- _EXTRACTED DATA_:
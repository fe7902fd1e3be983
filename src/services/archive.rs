// ZIP handling for provider downloads

use anyhow::{anyhow, bail, Result};
use std::io::{Cursor, Read};

pub const SUBTITLE_EXTENSIONS: &[&str] = &["srt", "vtt", "ass", "ssa", "sub"];

/// Largest subtitle entry we unpack from a provider archive
pub const MAX_ENTRY_BYTES: u64 = 10 * 1024 * 1024;

pub fn looks_like_zip(data: &[u8]) -> bool {
    data.starts_with(b"PK\x03\x04")
}

pub fn is_subtitle_filename(name: &str) -> bool {
    std::path::Path::new(name)
        .extension()
        .and_then(|e| e.to_str())
        .is_some_and(|e| SUBTITLE_EXTENSIONS.contains(&e.to_lowercase().as_str()))
}

/// Pick the subtitle entry from an archive.
///
/// With an episode number the first entry whose name contains `e05`, ` 05 `,
/// `-05-` or `.05.` wins; otherwise the first subtitle entry is returned.
/// Returns the entry name and its bytes. Entries over `limit` bytes are an error.
pub fn extract_subtitle_from_zip(
    data: &[u8],
    episode: Option<u32>,
    limit: u64,
) -> Result<(String, Vec<u8>)> {
    let mut archive =
        zip::ZipArchive::new(Cursor::new(data)).map_err(|_| anyhow!("Invalid ZIP file"))?;

    let candidates: Vec<(usize, String)> = (0..archive.len())
        .filter_map(|i| {
            let entry = archive.by_index(i).ok()?;
            if entry.is_dir() || !is_subtitle_filename(entry.name()) {
                return None;
            }
            Some((i, entry.name().to_string()))
        })
        .collect();

    let (index, name) = episode
        .and_then(|ep| {
            let patterns = [
                format!("e{:02}", ep),
                format!(" {:02} ", ep),
                format!("-{:02}-", ep),
                format!(".{:02}.", ep),
            ];
            candidates
                .iter()
                .find(|(_, name)| {
                    let lower = name.to_lowercase();
                    patterns.iter().any(|p| lower.contains(p.as_str()))
                })
                .cloned()
        })
        .or_else(|| candidates.first().cloned())
        .ok_or_else(|| anyhow!("No subtitle file found in ZIP archive"))?;

    tracing::debug!("Extracting '{}' from ZIP archive", name);

    let mut entry = archive
        .by_index(index)
        .map_err(|e| anyhow!("Failed to open '{}' in ZIP archive: {}", name, e))?;
    if entry.size() > limit {
        bail!("'{}' in ZIP archive is too large ({} bytes)", name, entry.size());
    }

    // The header size is not trusted; stop reading one byte past the limit
    let mut content = Vec::new();
    (&mut entry).take(limit + 1).read_to_end(&mut content)?;
    if content.len() as u64 > limit {
        bail!("'{}' in ZIP archive is too large", name);
    }

    Ok((name, content))
}

#[cfg(test)]
mod tests {
    use super::*;
    use std::io::Write;

    fn build_zip(entries: &[(&str, &str)]) -> Vec<u8> {
        let mut writer = zip::ZipWriter::new(Cursor::new(Vec::new()));
        for (name, body) in entries {
            writer
                .start_file(*name, zip::write::FileOptions::default())
                .unwrap();
            writer.write_all(body.as_bytes()).unwrap();
        }
        writer.finish().unwrap().into_inner()
    }

    #[test]
    fn test_extract_first_subtitle() {
        let zip = build_zip(&[("readme.txt", "hi"), ("Movie.srt", "1"), ("Movie.ass", "2")]);
        assert!(looks_like_zip(&zip));
        let (name, content) = extract_subtitle_from_zip(&zip, None, MAX_ENTRY_BYTES).unwrap();
        assert_eq!(name, "Movie.srt");
        assert_eq!(content, b"1");
    }

    #[test]
    fn test_extract_matching_episode() {
        let zip = build_zip(&[
            ("Show.S01E01.srt", "one"),
            ("Show.S01E02.srt", "two"),
            ("Show - 03 - Title.srt", "three"),
        ]);
        let (name, content) = extract_subtitle_from_zip(&zip, Some(2), MAX_ENTRY_BYTES).unwrap();
        assert_eq!(name, "Show.S01E02.srt");
        assert_eq!(content, b"two");

        let (name, _) = extract_subtitle_from_zip(&zip, Some(3), MAX_ENTRY_BYTES).unwrap();
        assert_eq!(name, "Show - 03 - Title.srt");

        // no match falls back to the first entry
        let (name, _) = extract_subtitle_from_zip(&zip, Some(9), MAX_ENTRY_BYTES).unwrap();
        assert_eq!(name, "Show.S01E01.srt");
    }

    #[test]
    fn test_extract_errors() {
        let err = extract_subtitle_from_zip(b"not a zip", None, MAX_ENTRY_BYTES).unwrap_err();
        assert_eq!(err.to_string(), "Invalid ZIP file");

        let zip = build_zip(&[("notes.nfo", "x")]);
        let err = extract_subtitle_from_zip(&zip, None, MAX_ENTRY_BYTES).unwrap_err();
        assert_eq!(err.to_string(), "No subtitle file found in ZIP archive");
    }

    #[test]
    fn test_oversized_entries_are_rejected() {
        let body = "x".repeat(100);
        let zip = build_zip(&[("Movie.srt", body.as_str())]);
        let err = extract_subtitle_from_zip(&zip, None, 10).unwrap_err();
        assert!(err.to_string().contains("too large"));
        assert!(extract_subtitle_from_zip(&zip, None, 100).is_ok());

        // Central directory claims ~4 GiB for a tiny entry
        let mut zip = build_zip(&[("Movie.srt", "1")]);
        let central = zip
            .windows(4)
            .position(|w| w == b"PK\x01\x02")
            .unwrap();
        zip[central + 24..central + 28].copy_from_slice(&0xFFFF_FFF0u32.to_le_bytes());
        let err = extract_subtitle_from_zip(&zip, None, MAX_ENTRY_BYTES).unwrap_err();
        assert!(err.to_string().contains("too large"));
    }
}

- _INSTRUCTIONS TO FOLLOW_:
The entire listing is to be printed once more, word for word.

- _WRITTEN SOLUTION_:
repository fe7902fd1e3be983
filename src/services/archive.rs
// ZIP handling for provider downloads

use anyhow::{anyhow, bail, Result};
use std::io::{Cursor, Read};

pub const SUBTITLE_EXTENSIONS: &[&str] = &["srt", "vtt", "ass", "ssa", "sub"];

/// Largest subtitle entry we unpack from a provider archive
pub const MAX_ENTRY_BYTES: u64 = 10 * 1024 * 1024;

pub fn looks_like_zip(data: &[u8]) -> bool {
    data.starts_with(b"PK\x03\x04")
}

pub fn is_subtitle_filename(name: &str) -> bool {
    std::path::Path::new(name)
        .extension()
        .and_then(|e| e.to_str())
        .is_some_and(|e| SUBTITLE_EXTENSIONS.contains(&e.to_lowercase().as_str()))
}

/// Pick the subtitle entry from an archive.
///
/// With an episode number the first entry whose name contains `e05`, ` 05 `,
/// `-05-` or `.05.` wins; otherwise the first subtitle entry is returned.
/// Returns the entry name and its bytes. Entries over `limit` bytes are an error.
pub fn extract_subtitle_from_zip(
    data: &[u8],
    episode: Option<u32>,
    limit: u64,
) -> Result<(String, Vec<u8>)> {
    let mut archive =
        zip::ZipArchive::new(Cursor::new(data)).map_err(|_| anyhow!("Invalid ZIP file"))?;

    let candidates: Vec<(usize, String)> = (0..archive.len())
        .filter_map(|i| {
            let entry = archive.by_index(i).ok()?;
            if entry.is_dir() || !is_subtitle_filename(entry.name()) {
                return None;
            }
            Some((i, entry.name().to_string()))
        })
        .collect();

    let (index, name) = episode
        .and_then(|ep| {
            let patterns = [
                format!("e{:02}", ep),
                format!(" {:02} ", ep),
                format!("-{:02}-", ep),
                format!(".{:02}.", ep),
            ];
            candidates
                .iter()
                .find(|(_, name)| {
                    let lower = name.to_lowercase();
                    patterns.iter().any(|p| lower.contains(p.as_str()))
                })
                .cloned()
        })
        .or_else(|| candidates.first().cloned())
        .ok_or_else(|| anyhow!("No subtitle file found in ZIP archive"))?;

    tracing::debug!("Extracting '{}' from ZIP archive", name);

    let mut entry = archive
        .by_index(index)
        .map_err(|e| anyhow!("Failed to open '{}' in ZIP archive: {}", name, e))?;
    if entry.size() > limit {
        bail!("'{}' in ZIP archive is too large ({} bytes)", name, entry.size());
    }

    // The header size is not trusted; stop reading one byte past the limit
    let mut content = Vec::new();
    (&mut entry).take(limit + 1).read_to_end(&mut content)?;
    if content.len() as u64 > limit {
        bail!("'{}' in ZIP archive is too large", name);
    }

    Ok((name, content))
}

#[cfg(test)]
mod tests {
    use super::*;
    use std::io::Write;

    fn build_zip(entries: &[(&str, &str)]) -> Vec<u8> {
        let mut writer = zip::ZipWriter::new(Cursor::new(Vec::new()));
        for (name, body) in entries {
            writer
                .start_file(*name, zip::write::FileOptions::default())
                .unwrap();
            writer.write_all(body.as_bytes()).unwrap();
        }
        writer.finish().unwrap().into_inner()
    }

    #[test]
    fn test_extract_first_subtitle() {
        let zip = build_zip(&[("readme.txt", "hi"), ("Movie.srt", "1"), ("Movie.ass", "2")]);
        assert!(looks_like_zip(&zip));
        let (name, content) = extract_subtitle_from_zip(&zip, None, MAX_ENTRY_BYTES).unwrap();
        assert_eq!(name, "Movie.srt");
        assert_eq!(content, b"1");
    }

    #[test]
    fn test_extract_matching_episode() {
        let zip = build_zip(&[
            ("Show.S01E01.srt", "one"),
            ("Show.S01E02.srt", "two"),
            ("Show - 03 - Title.srt", "three"),
        ]);
        let (name, content) = extract_subtitle_from_zip(&zip, Some(2), MAX_ENTRY_BYTES).unwrap();
        assert_eq!(name, "Show.S01E02.srt");
        assert_eq!(content, b"two");

        let (name, _) = extract_subtitle_from_zip(&zip, Some(3), MAX_ENTRY_BYTES).unwrap();
        assert_eq!(name, "Show - 03 - Title.srt");

        // no match falls back to the first entry
        let (name, _) = extract_subtitle_from_zip(&zip, Some(9), MAX_ENTRY_BYTES).unwrap();
        assert_eq!(name, "Show.S01E01.srt");
    }

    #[test]
    fn test_extract_errors() {
        let err = extract_subtitle_from_zip(b"not a zip", None, MAX_ENTRY_BYTES).unwrap_err();
        assert_eq!(err.to_string(), "Invalid ZIP file");

        let zip = build_zip(&[("notes.nfo", "x")]);
        let err = extract_subtitle_from_zip(&zip, None, MAX_ENTRY_BYTES).unwrap_err();
        assert_eq!(err.to_string(), "No subtitle file found in ZIP archive");
    }

    #[test]
    fn test_oversized_entries_are_rejected() {
        let body = "x".repeat(100);
        let zip = build_zip(&[("Movie.srt", body.as_str())]);
        let err = extract_subtitle_from_zip(&zip, None, 10).unwrap_err();
        assert!(err.to_string().contains("too large"));
        assert!(extract_subtitle_from_zip(&zip, None, 100).is_ok());

        // Central directory claims ~4 GiB for a tiny entry
        let mut zip = build_zip(&[("Movie.srt", "1")]);
        let central = zip
            .windows(4)
            .position(|w| w == b"PK\x01\x02")
            .unwrap();
        zip[central + 24..central + 28].copy_from_slice(&0xFFFF_FFF0u32.to_le_bytes());
        let err = extract_subtitle_from_zip(&zip, None, MAX_ENTRY_BYTES).unwrap_err();
        assert!(err.to_string().contains("too large"));
    }
}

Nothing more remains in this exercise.